DATASET ENTRIES -
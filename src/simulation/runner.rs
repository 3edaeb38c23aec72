//! Batch runner for repeated greedy games.
//!
//! One table is built once and reset between games, drawing every shuffle
//! from a single seeded RNG, so a run is reproducible from its config.

use log::{debug, info};
use serde::{Deserialize, Serialize};

use crate::core::{ConfigError, GameConfig, GameRng, GameState};
use crate::rules::Game;

use super::report::SimulationReport;

/// Configuration for a simulation run.
#[derive(Clone, Debug, PartialEq, Eq, Serialize, Deserialize)]
pub struct SimulationConfig {
    /// Number of games to play.
    pub games: u64,

    /// Greedy players at the table.
    pub players: usize,

    /// RNG seed.
    pub seed: u64,

    /// RNG stream selector.
    pub stream: u64,

    /// Rules for every game.
    pub game: GameConfig,
}

impl Default for SimulationConfig {
    fn default() -> Self {
        Self {
            games: 1000,
            players: 1,
            seed: 42,
            stream: 54,
            game: GameConfig::default(),
        }
    }
}

impl SimulationConfig {
    /// Create a new simulation config.
    pub fn new() -> Self {
        Self::default()
    }

    /// Set the number of games.
    #[must_use]
    pub fn with_games(mut self, games: u64) -> Self {
        self.games = games;
        self
    }

    /// Set the number of players.
    #[must_use]
    pub fn with_players(mut self, players: usize) -> Self {
        self.players = players;
        self
    }

    /// Set the RNG seed and stream.
    #[must_use]
    pub fn with_seed(mut self, seed: u64, stream: u64) -> Self {
        self.seed = seed;
        self.stream = stream;
        self
    }

    /// Set the game rules.
    #[must_use]
    pub fn with_game(mut self, game: GameConfig) -> Self {
        self.game = game;
        self
    }

    /// Check the player count and the game rules.
    pub fn validate(&self) -> Result<(), ConfigError> {
        if !(1..=255).contains(&self.players) {
            return Err(ConfigError::PlayerCount(self.players));
        }
        self.game.validate()
    }
}

/// Run `play_turn` until the game is decided.
pub fn play_to_end(game: &mut Game) -> GameState {
    while !game.state().is_terminal() {
        game.play_turn();
    }
    game.state()
}

/// Play `config.games` games with greedy players and total the results.
pub fn run_simulation(config: &SimulationConfig) -> Result<SimulationReport, ConfigError> {
    config.validate()?;

    let mut rng = GameRng::with_stream(config.seed, config.stream);
    let mut game = Game::new(config.game.clone(), &mut rng)?;
    for _ in 0..config.players {
        game.add_default_player();
    }

    let mut report = SimulationReport::new();
    for index in 0..config.games {
        if index > 0 {
            game.reset_game(&mut rng);
        }
        let state = play_to_end(&mut game);
        debug!("game {}: {} with {} cards left", index + 1, state, game.cards_remaining());
        report.record(state, game.cards_remaining());
    }
    report.turns = game.stats().turns;
    report.jumps = game.jump_count();

    info!(
        "{} games, {} won ({:.1}%), {:.2} cards left on average, {:.2} jumps per game",
        report.games,
        report.wins,
        report.win_rate() * 100.0,
        report.mean_cards_left(),
        report.jumps_per_game()
    );
    Ok(report)
}

#[cfg(test)]
mod tests {
    use super::*;

    #[test]
    fn test_default_config() {
        let config = SimulationConfig::default();
        assert_eq!(config.games, 1000);
        assert_eq!(config.players, 1);
        assert!(config.validate().is_ok());
    }

    #[test]
    fn test_builder_pattern() {
        let config = SimulationConfig::new()
            .with_games(10)
            .with_players(3)
            .with_seed(7, 9)
            .with_game(GameConfig::default().with_hand_size(7));

        assert_eq!(config.games, 10);
        assert_eq!(config.players, 3);
        assert_eq!((config.seed, config.stream), (7, 9));
        assert_eq!(config.game.hand_size, 7);
    }

    #[test]
    fn test_validate_player_count() {
        assert_eq!(
            SimulationConfig::new().with_players(0).validate(),
            Err(ConfigError::PlayerCount(0))
        );
        assert_eq!(
            SimulationConfig::new().with_players(256).validate(),
            Err(ConfigError::PlayerCount(256))
        );
        assert_eq!(
            SimulationConfig::new()
                .with_game(GameConfig::default().with_piles(0, 1))
                .validate(),
            Err(ConfigError::NoAscendingPiles)
        );
    }

    #[test]
    fn test_run_counts_every_game() {
        let config = SimulationConfig::new().with_games(25).with_players(2);
        let report = run_simulation(&config).unwrap();

        assert_eq!(report.games, 25);
        assert_eq!(report.wins + report.losses, 25);
        assert_eq!(report.cards_left.values().sum::<u64>(), 25);
        assert!(report.turns > 0);
        assert_eq!(report.jumps_per_game(), report.jumps as f64 / 25.0);
    }

    #[test]
    fn test_run_is_reproducible() {
        let config = SimulationConfig::new().with_games(20).with_seed(3, 4);

        assert_eq!(
            run_simulation(&config).unwrap(),
            run_simulation(&config).unwrap()
        );
    }

    #[test]
    fn test_serialization() {
        let config = SimulationConfig::new().with_players(4);
        let json = serde_json::to_string(&config).unwrap();
        let deserialized: SimulationConfig = serde_json::from_str(&json).unwrap();
        assert_eq!(config, deserialized);
    }
}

WORK REQUEST - Scan the material above for "usize". Copy every line where it appears.

RESPONSE -
    pub players: usize,
    pub fn with_players(mut self, players: usize) -> Self {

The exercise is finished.